Systems | SciNet | Advanced Research Computing at the University of Toronto

Rouge AMD GPU Cluster

May 17, 2021 in news, Systems

The Rouge cluster was donated to the University of Toronto by AMD as part of their COVID-19 HPC Fund support program. The cluster consists of 20 x86_64 nodes each with a single AMD EPYC 7642 48-Core CPU running at 2.3GHz with 512GB of RAM and 8 Radeon Instinct MI50 GPUs per node.

The nodes are interconnected with 2xHDR100 Infiniband for internode communications and disk I/O to the SciNet Niagara filesystems. In total this cluster contains 960 CPU cores and 160 GPUs.

The user experience on Rouge is similar to that on Niagara and Mist, in that it uses the same scheduler and software module framework.

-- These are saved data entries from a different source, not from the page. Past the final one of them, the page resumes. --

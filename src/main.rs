use std::fs::File;
use std::io::{self, BufWriter, IsTerminal, Write};
use std::thread;
use std::time::{Duration, Instant};

use anyhow::{bail, Context, Result};
use clap::Parser;
use rustc_hash::FxHashMap;
use tracing::{debug, info, warn};
use tracing_subscriber::prelude::*;
use tracing_subscriber::{EnvFilter, Registry};

use benchalign::aligner::scoring::{translate, EngineCosts, PenaltyModel};
use benchalign::aligner::utils::verify;
use benchalign::aligner::{align_packed, AlignmentResult, BandedAlignmentDriver, DriverConfig};
use benchalign::engine::{FullMatrixEngine, PackedEngine, ReferenceBandedEngine};
use benchalign::errors::BenchAlignError;
use benchalign::io::{emit, load_pairs, AlignmentRecord, OutputFormat, SequencePair};

mod cli;

use cli::{AlignArgs, CliArgs, CliSubcommand, EngineKind};

/// Install the stderr logger. `RUST_LOG` takes precedence over the verbosity flag.
fn init_logging(verbose: u8) -> Result<()> {
    let default_level = match verbose {
        0 => "info",
        1 => "debug",
        _ => "trace",
    };

    let filter_layer = EnvFilter::try_from_default_env()
        .or_else(|_| EnvFilter::try_new(default_level))?;

    let stderr_log = tracing_subscriber::fmt::layer()
        .with_target(false)
        .with_file(false)
        .with_writer(io::stderr)
        .with_ansi(io::stderr().is_terminal())
        .with_filter(filter_layer);

    Registry::default().with(stderr_log).init();

    Ok(())
}

/// Parse a single value, or two comma-separated values for a two-piece model.
fn parse_tiers(name: &str, value: &str) -> Result<(i32, Option<i32>)> {
    let values = value.split(',')
        .map(|v| v.trim().parse::<i32>())
        .collect::<Result<Vec<_>, _>>()
        .with_context(|| format!("Invalid {name} value: {value:?}"))?;

    match values[..] {
        [first] => Ok((first, None)),
        [first, second] => Ok((first, Some(second))),
        _ => bail!("Expected one or two comma-separated {name} values, got {value:?}"),
    }
}

fn penalties_from_args(args: &AlignArgs) -> Result<PenaltyModel> {
    let (gap_open, gap_open2) = parse_tiers("gap open", &args.cost_gap_open)?;
    let (gap_extend, gap_extend2) = parse_tiers("gap extend", &args.cost_gap_extend)?;

    let penalties = PenaltyModel::from_parts(
        args.score_match,
        args.cost_mismatch,
        gap_open,
        gap_extend,
        gap_open2,
        gap_extend2,
    )?;

    Ok(penalties)
}

#[derive(Debug, Default)]
struct BenchmarkSummary {
    num_aligned: usize,
    num_failed: usize,
    num_check_failed: usize,
    total_align_time: Duration,
}

impl BenchmarkSummary {
    fn add(&mut self, record: &AlignmentRecord, check_failed: bool) {
        if record.is_ok() {
            self.num_aligned += 1;
        } else {
            self.num_failed += 1;
        }

        if check_failed {
            self.num_check_failed += 1;
        }

        self.total_align_time += Duration::from_nanos(record.elapsed_ns);
    }
}

/// Align all pairs on a pool of worker threads, and write the results in input order. With
/// `check`, each alignment is replayed against its pair.
fn align_all<F>(
    pairs: &[SequencePair],
    num_threads: usize,
    costs: &EngineCosts,
    format: OutputFormat,
    writer: &mut dyn Write,
    check: bool,
    align: F,
) -> Result<BenchmarkSummary>
where
    F: Fn(&SequencePair) -> Result<AlignmentResult, BenchAlignError> + Sync,
{
    let with_view = format == OutputFormat::Pretty;
    let (tx_work, rx_work) = crossbeam_channel::unbounded::<usize>();
    let (tx_out, rx_out) = crossbeam_channel::unbounded::<(usize, AlignmentRecord, bool)>();

    thread::scope(|scope| -> Result<BenchmarkSummary> {
        for _ in 0..num_threads.max(1) {
            let rx_work = rx_work.clone();
            let tx_out = tx_out.clone();
            let align = &align;

            scope.spawn(move || {
                while let Ok(ix) = rx_work.recv() {
                    let pair = &pairs[ix];

                    let start = Instant::now();
                    let result = align(pair);
                    let elapsed = start.elapsed();

                    if let Err(ref err) = result {
                        warn!(id = %pair.id, "Alignment failed: {err}");
                    }

                    let check_failed = check
                        && matches!(&result, Ok(aln) if !verify(&pair.pattern, &pair.text, aln));
                    if check_failed {
                        warn!(id = %pair.id, "Alignment does not fit the input sequences");
                    }

                    let record = AlignmentRecord::new(pair, &result, costs, elapsed, with_view);
                    if tx_out.send((ix, record, check_failed)).is_err() {
                        break;
                    }
                }
            });
        }

        drop(tx_out);

        for ix in 0..pairs.len() {
            tx_work.send(ix)?;
        }

        drop(tx_work);

        let mut pending = FxHashMap::default();
        let mut next_ix = 0;
        let mut summary = BenchmarkSummary::default();

        while let Ok((ix, record, check_failed)) = rx_out.recv() {
            pending.insert(ix, (record, check_failed));

            while let Some((record, check_failed)) = pending.remove(&next_ix) {
                summary.add(&record, check_failed);
                emit(writer, format, &record)?;
                next_ix += 1;
            }
        }

        Ok(summary)
    })
}

fn align_subcommand(args: &AlignArgs) -> Result<()> {
    let penalties = penalties_from_args(args)?;
    let costs = translate(&penalties)
        .with_context(|| "Could not translate alignment penalties.")?;
    debug!(?costs, "Translated penalties");

    let pairs = load_pairs(&args.sequences, args.input_type.map(Into::into))
        .with_context(|| format!("Could not read sequence pairs from {:?}.", args.sequences))?;
    info!("Loaded {} sequence pairs", pairs.len());

    let mut writer: Box<dyn Write> = if let Some(output) = &args.output {
        Box::new(BufWriter::new(File::create(output)?))
    } else {
        Box::new(BufWriter::new(io::stdout().lock()))
    };

    let format = OutputFormat::from(args.output_type);
    let config = DriverConfig {
        padding: args.padding,
        xdrop: args.xdrop,
        fill_cap: args.fill_cap.unwrap_or(u32::MAX),
        max_fill_steps: None,
    };

    let start = Instant::now();
    let summary = match args.engine {
        EngineKind::Banded => {
            let driver = BandedAlignmentDriver::new(config);
            let engine = driver.init_engine::<ReferenceBandedEngine>(&costs)
                .with_context(|| "Could not initialize the banded engine.")?
                .with_block_size(args.block_size);

            align_all(&pairs, args.threads, &costs, format, &mut writer, args.check, |pair| {
                driver.align(&engine, &pair.pattern, &pair.text)
            })?
        },
        EngineKind::Full => {
            let engine = FullMatrixEngine::init(&costs)
                .with_context(|| "Could not initialize the full matrix engine.")?;

            align_all(&pairs, args.threads, &costs, format, &mut writer, args.check, |pair| {
                let mut engine = engine.clone();
                align_packed(&mut engine, &pair.pattern, &pair.text)
            })?
        },
    };

    writer.flush()?;

    let wall_time = start.elapsed();
    let mean_time = summary.total_align_time
        .checked_div(pairs.len().max(1) as u32)
        .unwrap_or_default();

    info!(
        "Aligned {} pairs ({} failed) in {:.3?}, total alignment time {:.3?}, mean {:.3?} per pair",
        summary.num_aligned, summary.num_failed, wall_time, summary.total_align_time, mean_time
    );

    if args.check {
        info!("{} alignments failed the check", summary.num_check_failed);
    }

    Ok(())
}

fn main() -> Result<()> {
    let args = CliArgs::parse();
    init_logging(args.verbose)?;

    match &args.command {
        Some(CliSubcommand::Align(v)) => align_subcommand(v)?,
        None => bail!("No subcommand given."),
    };

    Ok(())
}

#[cfg(test)]
mod tests {
    use benchalign::aligner::Operation;

    use super::*;

    fn costs() -> EngineCosts {
        translate(&PenaltyModel::SingleAffine { match_score: 1, mismatch: 4, gap_open: 6, gap_extend: 2 }).unwrap()
    }

    /// Labels every position as a match, without looking at the sequences.
    fn all_matches(pair: &SequencePair) -> Result<AlignmentResult, BenchAlignError> {
        Ok(std::iter::repeat(Operation::Match).take(pair.pattern.len()).collect())
    }

    #[test]
    fn test_align_all_counts_failed_checks() {
        let pairs = vec![
            SequencePair::new("pair1", b"ACGT".to_vec(), b"ACGT".to_vec()),
            SequencePair::new("pair2", b"ACGT".to_vec(), b"ACCT".to_vec()),
            SequencePair::new("pair3", b"ACGT".to_vec(), b"AC".to_vec()),
        ];

        let mut out = Vec::new();
        let summary = align_all(&pairs, 2, &costs(), OutputFormat::Cigar, &mut out, true, all_matches).unwrap();

        assert_eq!(summary.num_aligned, 3);
        assert_eq!(summary.num_failed, 0);
        assert_eq!(summary.num_check_failed, 2);

        let out = String::from_utf8(out).unwrap();
        let ids: Vec<_> = out.lines().map(|line| line.split('\t').next().unwrap()).collect();
        assert_eq!(ids, ["pair1", "pair2", "pair3"]);

        let mut out = Vec::new();
        let summary = align_all(&pairs, 1, &costs(), OutputFormat::Cigar, &mut out, false, all_matches).unwrap();
        assert_eq!(summary.num_check_failed, 0);
    }

    #[test]
    fn test_align_all_checks_real_alignments() {
        let pairs = vec![
            SequencePair::new("pair1", b"ACGTACGT".to_vec(), b"ACGACGTT".to_vec()),
            SequencePair::new("pair2", b"ACGT".to_vec(), b"AGT".to_vec()),
        ];

        let costs = costs();
        let engine = FullMatrixEngine::init(&costs).unwrap();

        let mut out = Vec::new();
        let summary = align_all(&pairs, 2, &costs, OutputFormat::Json, &mut out, true, |pair| {
            let mut engine = engine.clone();
            align_packed(&mut engine, &pair.pattern, &pair.text)
        }).unwrap();

        assert_eq!(summary.num_aligned, 2);
        assert_eq!(summary.num_check_failed, 0);
    }
}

The cluster was named after the Rouge River that runs through the eastern part of Toronto and surrounding cities.

The system is currently its beta testing phase. Existing Niagara and Mist users affiliated with the University of Toronto can request early access by writing to support@scinet.utoronto.ca

In tandem with this SciNet hosted system, AMD, in collaboration with Penguin Computing, has also given access to a cloud system of the same architecture.

Specifics of the cluster:

Rouge consists of 20 nodes.
Each node has a 48-core AMD EPYC7642 CPU, 2-way hyperthreaded, and 8 AMD Radeon Instinct MI50 GPUs.
There is 512 GB of RAM per node.
HDR Infiniband one-to-one network between nodes.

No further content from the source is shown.